----- Information supplied -----

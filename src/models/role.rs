//! Role model

use chrono::{DateTime, Utc};
use serde::{Deserialize, Serialize};

/// Default role assigned to newly registered users.
pub const ROLE_USER: &str = "user";
/// Role allowed to edit and delete other users' articles and comments.
pub const ROLE_MODERATOR: &str = "moderator";
/// Role with full access, including user and role management.
pub const ROLE_ADMINISTRATOR: &str = "administrator";

/// A role entity. Roles are opaque labels attached to users; permission
/// checks compare against the builtin role names.
#[derive(Debug, Clone, PartialEq, Serialize, Deserialize)]
pub struct Role {
    pub id: i64,
    pub name: String,
    /// Builtin roles are seeded by migration and cannot be renamed or deleted.
    pub is_builtin: bool,
    pub created_at: DateTime<Utc>,
}

#[cfg(test)]
mod tests {
    use super::*;

    #[test]
    fn test_builtin_role_names_are_distinct() {
        assert_ne!(ROLE_USER, ROLE_MODERATOR);
        assert_ne!(ROLE_MODERATOR, ROLE_ADMINISTRATOR);
        assert_ne!(ROLE_USER, ROLE_ADMINISTRATOR);
    }

    #[test]
    fn test_role_serializes_builtin_flag() {
        let role = Role {
            id: 1,
            name: "editor".to_string(),
            is_builtin: false,
            created_at: Utc::now(),
        };
        let json = serde_json::to_value(&role).unwrap();
        assert_eq!(json["name"], "editor");
        assert_eq!(json["is_builtin"], false);
    }
}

-----

- Activity -
I'd like the lines above from the one with "pub const ROLE_USER: &str" up to and including the one with "#[derive(Debug, Clone, PartialEq, Serialize, Deserialize)]" copied exactly, with no other lines.

- Solved problem -
pub const ROLE_USER: &str = "user";
/// Role allowed to edit and delete other users' articles and comments.
pub const ROLE_MODERATOR: &str = "moderator";
/// Role with full access, including user and role management.
pub const ROLE_ADMINISTRATOR: &str = "administrator";

/// A role entity. Roles are opaque labels attached to users; permission
/// checks compare against the builtin role names.
#[derive(Debug, Clone, PartialEq, Serialize, Deserialize)]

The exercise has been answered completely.